So why set up a dichotomy of “So and so is better than so and so”?  Rather than pitting the sons of Fëanor as “the best” in comparison to other characters, why not embrace the complexity of the narrative? 
In order to save the entire world, Eärendil and Elwing had to leave their young children forever.  They could have decided to go back and try to rescue their children, and in doing so they would have also doomed the entire world.  Whatever they chose, someone would suffer for it.  It’s a question that we see explored a lot in fiction but which most of us will never have to confront ourselves: if you were in a position where you had to choose between your loved ones and the fate of the world, which would you choose?

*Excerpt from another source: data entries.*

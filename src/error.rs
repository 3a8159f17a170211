//! Crate-level error type

use thiserror::Error;

use crate::logging::LoggingError;
use crate::server::lifecycle::LifecycleError;
use crate::server::listener::ServerError;
use crate::storage::StorageError;

#[derive(Error, Debug)]
pub enum Error {
    #[error("IO error: {0}")]
    Io(#[from] std::io::Error),

    #[error("Configuration error: {0}")]
    Config(String),

    #[error("Storage error: {0}")]
    Storage(#[from] StorageError),

    #[error("Server error: {0}")]
    Server(#[from] ServerError),

    #[error("Lifecycle error: {0}")]
    Lifecycle(#[from] LifecycleError),

    #[error("Logging error: {0}")]
    Logging(#[from] LoggingError),

    #[error("Invalid DSN: {0}")]
    InvalidDsn(String),

    #[error("Bootstrap step '{step}' failed: {source}")]
    Bootstrap {
        step: &'static str,
        #[source]
        source: mysql_async::Error,
    },

    #[error("Could not connect after {attempts} attempts: {source}")]
    Connect {
        attempts: u32,
        #[source]
        source: mysql_async::Error,
    },

    #[error("SQL error: {0}")]
    Sql(#[from] mysql_async::Error),
}

pub type Result<T> = std::result::Result<T, Error>;

impl Error {
    /// MySQL error code reported by the server, if this error carries one
    pub fn server_code(&self) -> Option<u16> {
        match self {
            Error::Sql(e) | Error::Bootstrap { source: e, .. } | Error::Connect { source: e, .. } => {
                server_code(e)
            }
            _ => None,
        }
    }
}

/// MySQL error code of a client error returned by the server
pub fn server_code(e: &mysql_async::Error) -> Option<u16> {
    match e {
        mysql_async::Error::Server(server) => Some(server.code),
        _ => None,
    }
}

#[cfg(test)]
mod tests {
    use super::*;

    fn server_error(code: u16) -> mysql_async::Error {
        mysql_async::Error::Server(mysql_async::ServerError {
            code,
            message: "boom".to_string(),
            state: "HY000".to_string(),
        })
    }

    #[test]
    fn test_server_code() {
        assert_eq!(Error::Sql(server_error(1062)).server_code(), Some(1062));
        assert_eq!(
            Error::Bootstrap {
                step: "create read-only principal",
                source: server_error(1396),
            }
            .server_code(),
            Some(1396)
        );
        assert_eq!(Error::InvalidDsn("x".to_string()).server_code(), None);
    }

    #[test]
    fn test_bootstrap_message_names_step() {
        let e = Error::Bootstrap {
            step: "set global time zone",
            source: server_error(1227),
        };
        assert!(e.to_string().contains("set global time zone"));
    }
}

Maglor, a character who has acted almost exclusively as a follower throughout most of the narrative, for once realized the consequences of his actions and, crucially, took active responsibility by caring for and cherishing the children he kidnapped.  It does not absolve him of responsibility for the Kinslayings because children are not tools to redeem the adult figures in their lives, and in any case, it is a fruitless pursuit to attempt to moralize fictional characters existing in a very particular setting and narrative.  However, it is a significant moment in his character arc, especially as we afterwards see him begin to openly contradict and disagree with Maedhros, multiple times within the same chapter after being a relatively silent follower throughout the narrative.  Which makes it all the more tragic later when he slays the guards with Maedhros and steals the Silmarils because we know now that he did not want to, that he might have chosen differently, but ultimately he did not.

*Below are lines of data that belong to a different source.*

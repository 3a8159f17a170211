//! Expression evaluation

use std::cmp::Ordering;

use super::datum::Datum;
use super::engine::Engine;
use super::error::{codes, states, EngineError, EngineResult};
use super::session::Session;
use crate::catalog::TableDef;
use crate::sql::{BinaryOp, Expr, UnaryOp};

/// The row an expression is evaluated against
pub struct RowContext<'a> {
    pub table: &'a TableDef,
    /// Values with TIMESTAMP columns already in session time
    pub values: &'a [Datum],
}

/// Evaluates expressions for one statement
pub struct Evaluator<'a> {
    pub engine: &'a Engine,
    pub session: &'a Session,
    /// Clause name used in "Unknown column" errors
    pub clause: &'static str,
}

impl<'a> Evaluator<'a> {
    pub fn new(engine: &'a Engine, session: &'a Session, clause: &'static str) -> Self {
        Evaluator {
            engine,
            session,
            clause,
        }
    }

    pub fn eval(&self, expr: &Expr, row: Option<&RowContext<'_>>) -> EngineResult<Datum> {
        match expr {
            Expr::Literal(lit) => Ok(Datum::from_literal(lit)),

            Expr::Column { table, name } => self.column(table.as_deref(), name, row),

            Expr::SystemVariable { scope, name } => {
                self.engine.system_variable(self.session, *scope, name)
            }

            Expr::UserVariable(name) => Ok(self
                .session
                .user_variables
                .get(&name.to_lowercase())
                .cloned()
                .unwrap_or(Datum::Null)),

            Expr::BinaryOp { left, op, right } => {
                let l = self.eval(left, row)?;
                // Short-circuit on a decided AND/OR
                match (op, l.truthy()) {
                    (BinaryOp::And, Some(false)) => return Ok(Datum::Int(0)),
                    (BinaryOp::Or, Some(true)) => return Ok(Datum::Int(1)),
                    _ => {}
                }
                let r = self.eval(right, row)?;
                binary_op(*op, &l, &r)
            }

            Expr::UnaryOp { op, expr } => {
                let v = self.eval(expr, row)?;
                Ok(match op {
                    UnaryOp::Not => Datum::from_bool(v.truthy().map(|b| !b)),
                    UnaryOp::Neg => match v {
                        Datum::Null => Datum::Null,
                        Datum::Int(i) => match i.checked_neg() {
                            Some(n) => Datum::Int(n),
                            None => return Err(EngineError::out_of_range(&format!("-({})", i))),
                        },
                        other => other.as_f64().map(|f| Datum::Double(-f)).unwrap_or(Datum::Null),
                    },
                })
            }

            Expr::IsNull { expr, negated } => {
                let v = self.eval(expr, row)?;
                Ok(Datum::Int(i64::from(v.is_null() != *negated)))
            }

            Expr::InList {
                expr,
                list,
                negated,
            } => {
                let v = self.eval(expr, row)?;
                if v.is_null() {
                    return Ok(Datum::Null);
                }
                let mut saw_null = false;
                for item in list {
                    let candidate = self.eval(item, row)?;
                    match v.sql_cmp(&candidate) {
                        Some(Ordering::Equal) => return Ok(Datum::Int(i64::from(!*negated))),
                        None => saw_null = true,
                        _ => {}
                    }
                }
                if saw_null {
                    Ok(Datum::Null)
                } else {
                    Ok(Datum::Int(i64::from(*negated)))
                }
            }

            Expr::Between {
                expr,
                low,
                high,
                negated,
            } => {
                let v = self.eval(expr, row)?;
                let low = self.eval(low, row)?;
                let high = self.eval(high, row)?;
                let inside = match (v.sql_cmp(&low), v.sql_cmp(&high)) {
                    (Some(a), Some(b)) => Some(a != Ordering::Less && b != Ordering::Greater),
                    _ => None,
                };
                Ok(Datum::from_bool(inside.map(|b| b != *negated)))
            }

            Expr::Function { name, args } => self.function(name, args, row),

            Expr::CountStar => Err(EngineError::new(
                codes::ER_UNKNOWN_ERROR,
                states::GENERAL_ERROR,
                "Invalid use of group function",
            )),
        }
    }

    /// Evaluate a predicate; NULL counts as false
    pub fn matches(&self, expr: &Expr, row: &RowContext<'_>) -> EngineResult<bool> {
        Ok(self.eval(expr, Some(row))?.truthy().unwrap_or(false))
    }

    fn column(
        &self,
        table: Option<&str>,
        name: &str,
        row: Option<&RowContext<'_>>,
    ) -> EngineResult<Datum> {
        let qualified = || match table {
            Some(t) => format!("{}.{}", t, name),
            None => name.to_string(),
        };
        let row = row.ok_or_else(|| EngineError::unknown_column(&qualified(), self.clause))?;
        if table.is_some_and(|t| t != row.table.name) {
            return Err(EngineError::unknown_column(&qualified(), self.clause));
        }
        let idx = row
            .table
            .column_index(name)
            .ok_or_else(|| EngineError::unknown_column(&qualified(), self.clause))?;
        Ok(row.values.get(idx).cloned().unwrap_or(Datum::Null))
    }

    fn function(
        &self,
        name: &str,
        args: &[Expr],
        row: Option<&RowContext<'_>>,
    ) -> EngineResult<Datum> {
        let values = args
            .iter()
            .map(|a| self.eval(a, row))
            .collect::<EngineResult<Vec<_>>>()?;

        let arity = |n: usize| {
            if values.len() == n {
                Ok(())
            } else {
                Err(EngineError::new(
                    1582,
                    states::SYNTAX_ERROR,
                    format!("Incorrect parameter count in the call to native function '{}'", name),
                ))
            }
        };

        match name {
            "NOW" | "CURRENT_TIMESTAMP" | "LOCALTIMESTAMP" | "SYSDATE" => {
                Ok(Datum::DateTime(self.session.time_zone.now()))
            }
            "UTC_TIMESTAMP" => Ok(Datum::DateTime(chrono::Utc::now().naive_utc())),
            "CURDATE" => {
                let now = self.session.time_zone.now();
                Ok(Datum::DateTime(now.date().and_time(chrono::NaiveTime::MIN)))
            }
            "DATABASE" | "SCHEMA" => {
                arity(0)?;
                Ok(self
                    .session
                    .database
                    .clone()
                    .map(Datum::String)
                    .unwrap_or(Datum::Null))
            }
            "USER" | "SESSION_USER" | "SYSTEM_USER" => Ok(Datum::String(format!(
                "{}@{}",
                self.session.user, self.session.host
            ))),
            "CURRENT_USER" => Ok(Datum::String(format!(
                "{}@{}",
                self.session.user, self.session.account_host
            ))),
            "VERSION" => {
                arity(0)?;
                Ok(Datum::String(self.engine.server_version().to_string()))
            }
            "CONNECTION_ID" => {
                arity(0)?;
                Ok(Datum::Int(i64::from(self.session.connection_id)))
            }
            "LAST_INSERT_ID" => {
                arity(0)?;
                Ok(Datum::Int(self.session.last_insert_id as i64))
            }
            "UPPER" | "UCASE" => {
                arity(1)?;
                Ok(map_string(&values[0], |s| s.to_uppercase()))
            }
            "LOWER" | "LCASE" => {
                arity(1)?;
                Ok(map_string(&values[0], |s| s.to_lowercase()))
            }
            "LENGTH" | "CHAR_LENGTH" => {
                arity(1)?;
                Ok(match values[0].to_text(None) {
                    Some(s) if name == "LENGTH" => Datum::Int(s.len() as i64),
                    Some(s) => Datum::Int(s.chars().count() as i64),
                    None => Datum::Null,
                })
            }
            "CONCAT" => {
                let mut out = String::new();
                for v in &values {
                    match v.to_text(None) {
                        Some(s) => out.push_str(&s),
                        None => return Ok(Datum::Null),
                    }
                }
                Ok(Datum::String(out))
            }
            "COALESCE" => Ok(values
                .into_iter()
                .find(|v| !v.is_null())
                .unwrap_or(Datum::Null)),
            "IFNULL" => {
                arity(2)?;
                let mut values = values;
                let fallback = values.pop().unwrap_or_default();
                let first = values.pop().unwrap_or_default();
                Ok(if first.is_null() { fallback } else { first })
            }
            "COUNT" => Err(EngineError::new(
                codes::ER_UNKNOWN_ERROR,
                states::GENERAL_ERROR,
                "Invalid use of group function",
            )),
            _ => Err(EngineError::new(
                1305,
                states::SYNTAX_ERROR,
                format!("FUNCTION {} does not exist", name),
            )),
        }
    }
}

fn map_string(v: &Datum, f: impl FnOnce(&str) -> String) -> Datum {
    match v.to_text(None) {
        Some(s) => Datum::String(f(&s)),
        None => Datum::Null,
    }
}

fn binary_op(op: BinaryOp, l: &Datum, r: &Datum) -> EngineResult<Datum> {
    let cmp = |pred: fn(Ordering) -> bool| Datum::from_bool(l.sql_cmp(r).map(pred));

    Ok(match op {
        BinaryOp::Eq => cmp(|o| o == Ordering::Equal),
        BinaryOp::NotEq => cmp(|o| o != Ordering::Equal),
        BinaryOp::Lt => cmp(|o| o == Ordering::Less),
        BinaryOp::LtEq => cmp(|o| o != Ordering::Greater),
        BinaryOp::Gt => cmp(|o| o == Ordering::Greater),
        BinaryOp::GtEq => cmp(|o| o != Ordering::Less),
        BinaryOp::And => match (l.truthy(), r.truthy()) {
            (Some(false), _) | (_, Some(false)) => Datum::Int(0),
            (Some(true), Some(true)) => Datum::Int(1),
            _ => Datum::Null,
        },
        BinaryOp::Or => match (l.truthy(), r.truthy()) {
            (Some(true), _) | (_, Some(true)) => Datum::Int(1),
            (Some(false), Some(false)) => Datum::Int(0),
            _ => Datum::Null,
        },
        BinaryOp::Like => Datum::from_bool(l.like(r)),
        BinaryOp::NotLike => Datum::from_bool(l.like(r).map(|b| !b)),
        BinaryOp::Add | BinaryOp::Sub | BinaryOp::Mul | BinaryOp::Div | BinaryOp::Mod => {
            arithmetic(op, l, r)?
        }
    })
}

fn arithmetic(op: BinaryOp, l: &Datum, r: &Datum) -> EngineResult<Datum> {
    if l.is_null() || r.is_null() {
        return Ok(Datum::Null);
    }

    if let (Datum::Int(a), Datum::Int(b)) = (l, r) {
        let checked = match op {
            BinaryOp::Add => Some((a.checked_add(*b), "+")),
            BinaryOp::Sub => Some((a.checked_sub(*b), "-")),
            BinaryOp::Mul => Some((a.checked_mul(*b), "*")),
            BinaryOp::Mod if *b == 0 => return Ok(Datum::Null),
            // only i64::MIN % -1 overflows, and its remainder is 0
            BinaryOp::Mod => return Ok(Datum::Int(a.checked_rem(*b).unwrap_or(0))),
            // Division always produces a decimal result
            _ => None,
        };
        if let Some((result, symbol)) = checked {
            return result
                .map(Datum::Int)
                .ok_or_else(|| EngineError::out_of_range(&format!("({} {} {})", a, symbol, b)));
        }
    }

    let (Some(a), Some(b)) = (l.as_f64(), r.as_f64()) else {
        return Ok(Datum::Null);
    };
    Ok(match op {
        BinaryOp::Add => Datum::Double(a + b),
        BinaryOp::Sub => Datum::Double(a - b),
        BinaryOp::Mul => Datum::Double(a * b),
        BinaryOp::Div | BinaryOp::Mod if b == 0.0 => Datum::Null,
        BinaryOp::Div => Datum::Double(a / b),
        BinaryOp::Mod => Datum::Double(a % b),
        _ => Datum::Null,
    })
}
//! SQL front-end errors

use sqlparser::tokenizer::TokenizerError;
use thiserror::Error;

#[derive(Error, Debug, Clone, PartialEq, Eq)]
pub enum SqlError {
    /// Malformed input; carries the text where parsing stopped
    #[error("syntax error near '{0}'")]
    Parse(String),

    /// Well-formed, but outside the dialect this server executes
    #[error("unsupported: {0}")]
    Unsupported(String),
}

impl From<TokenizerError> for SqlError {
    fn from(err: TokenizerError) -> Self {
        SqlError::Parse(err.message)
    }
}

pub type SqlResult<T> = Result<T, SqlError>;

Maedhros knew that the kinslayings were wrong and repented of them, and did not attack Sirion for many years.  However, he still did it in the end.  *mumbles in V for Vendetta “I have not come for what you hoped to do, I have come for what you did do”* He did not kill Elrond and Elros, and in some early versions of the story, was indeed the one to save them rather than Maglor.  He also continued to kill in the name of the Oath.  Rather than isolating any one of these things as proof of goodness or badness, all of them work together as part of his tragic figure - a prince, once great, with good intentions, who has fallen to such a point in his life that all he can see around him anymore is death and despair.

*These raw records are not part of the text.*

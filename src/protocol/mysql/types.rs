//! Protocol type mapping
//!
//! Maps catalog data types and datums to wire protocol types.

use super::packet::{put_lenenc_str, put_null};
use crate::catalog::DataType;
use crate::executor::Datum;

/// Protocol column types (wire protocol codes)
#[repr(u8)]
#[derive(Debug, Clone, Copy, PartialEq, Eq)]
pub enum ColumnType {
    Tiny = 0x01,
    Long = 0x03,
    Double = 0x05,
    Null = 0x06,
    Timestamp = 0x07,
    LongLong = 0x08,
    Date = 0x0a,
    Datetime = 0x0c,
    Blob = 0xfc,
    VarString = 0xfd,
}

/// Column flags (bitmask)
pub mod column_flags {
    pub const NOT_NULL: u16 = 0x0001;
    pub const BLOB: u16 = 0x0010;
    pub const BINARY: u16 = 0x0080;
    pub const TIMESTAMP: u16 = 0x0400;
    pub const NUM: u16 = 0x8000;
}

/// Character set constants
pub mod charset {
    pub const UTF8MB4_BIN: u8 = 46;
    pub const BINARY: u8 = 63;
}

pub fn datatype_to_protocol(dt: &DataType) -> ColumnType {
    match dt {
        DataType::Boolean => ColumnType::Tiny,
        DataType::Int => ColumnType::Long,
        DataType::BigInt => ColumnType::LongLong,
        DataType::Double => ColumnType::Double,
        DataType::Varchar(_) => ColumnType::VarString,
        DataType::Text => ColumnType::Blob,
        DataType::Date => ColumnType::Date,
        DataType::Datetime => ColumnType::Datetime,
        DataType::Timestamp => ColumnType::Timestamp,
    }
}

/// Display width in characters
pub fn datatype_column_length(dt: &DataType) -> u32 {
    match dt {
        DataType::Boolean => 1,
        DataType::Int => 11,
        DataType::BigInt => 20,
        DataType::Double => 22,
        // utf8mb4 reserves four bytes per character
        DataType::Varchar(n) => n.saturating_mul(4),
        DataType::Text => 65535,
        DataType::Date => 10,
        DataType::Datetime | DataType::Timestamp => 19,
    }
}

pub fn datatype_flags(dt: &DataType, nullable: bool) -> u16 {
    let mut flags = 0u16;

    if !nullable {
        flags |= column_flags::NOT_NULL;
    }

    match dt {
        DataType::Boolean | DataType::Int | DataType::BigInt | DataType::Double => {
            flags |= column_flags::NUM;
        }
        DataType::Text => {
            flags |= column_flags::BLOB;
        }
        DataType::Timestamp => {
            flags |= column_flags::TIMESTAMP | column_flags::BINARY;
        }
        DataType::Date | DataType::Datetime => {
            flags |= column_flags::BINARY;
        }
        DataType::Varchar(_) => {}
    }

    flags
}

/// Charset sent in a column definition: numbers and dates are binary
pub fn datatype_charset(dt: &DataType) -> u16 {
    if dt.is_string() {
        charset::UTF8MB4_BIN as u16
    } else {
        charset::BINARY as u16
    }
}

/// Append a datum as one text-protocol row cell
pub fn put_text_cell(buf: &mut Vec<u8>, datum: &Datum, data_type: &DataType) {
    match datum.to_text(Some(data_type)) {
        None => put_null(buf),
        Some(text) => put_lenenc_str(buf, &text),
    }
}

#[cfg(test)]
mod tests {
    use chrono::NaiveDate;

    use super::*;

    #[test]
    fn test_datatype_to_protocol() {
        assert_eq!(datatype_to_protocol(&DataType::Boolean), ColumnType::Tiny);
        assert_eq!(datatype_to_protocol(&DataType::Int), ColumnType::Long);
        assert_eq!(
            datatype_to_protocol(&DataType::BigInt),
            ColumnType::LongLong
        );
        assert_eq!(
            datatype_to_protocol(&DataType::Varchar(255)),
            ColumnType::VarString
        );
        assert_eq!(
            datatype_to_protocol(&DataType::Timestamp),
            ColumnType::Timestamp
        );
    }

    fn cell(datum: &Datum, data_type: &DataType) -> Vec<u8> {
        let mut buf = Vec::new();
        put_text_cell(&mut buf, datum, data_type);
        buf
    }

    #[test]
    fn test_text_cells() {
        assert_eq!(cell(&Datum::Null, &DataType::Int), vec![0xfb]);
        assert_eq!(cell(&Datum::Int(42), &DataType::Int), vec![2, b'4', b'2']);
        assert_eq!(
            cell(&Datum::String("hello".to_string()), &DataType::Text),
            vec![5, b'h', b'e', b'l', b'l', b'o']
        );

        // the column type decides how a datetime renders
        let dt = NaiveDate::from_ymd_opt(2024, 1, 15)
            .unwrap()
            .and_hms_opt(12, 30, 45)
            .unwrap();
        assert_eq!(&cell(&Datum::DateTime(dt), &DataType::Date)[1..], b"2024-01-15");
        assert_eq!(
            &cell(&Datum::DateTime(dt), &DataType::Timestamp)[1..],
            b"2024-01-15 12:30:45"
        );
    }

    #[test]
    fn test_column_flags() {
        let flags = datatype_flags(&DataType::Int, false);
        assert!(flags & column_flags::NOT_NULL != 0);
        assert!(flags & column_flags::NUM != 0);

        let nullable_flags = datatype_flags(&DataType::Int, true);
        assert!(nullable_flags & column_flags::NOT_NULL == 0);
    }
}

(On a side note, Maedhros-Hamlet AU when)
Elros and Elrond were young children who survived a horrifically traumatic event.  They were able to develop some sort of loving relationship with Maglor (or Maedhros), and as adults, they took pride in Eärendil and Elwing as their parents.  Rather than pitting Maglor against Eärendil and Elwing, is it not more important that amidst the apocalyptic horrors of late First Age Beleriand, Elros and Elrond had adult figures in their lives who loved them and cherished them, both before and after the Kinslaying?  Love is not the only important thing in the world, of course, and it is not meant to justify any of the actions taken by the aforementioned adults.  But.  Amidst the tragedy of the broken world they lived in, they were loved. 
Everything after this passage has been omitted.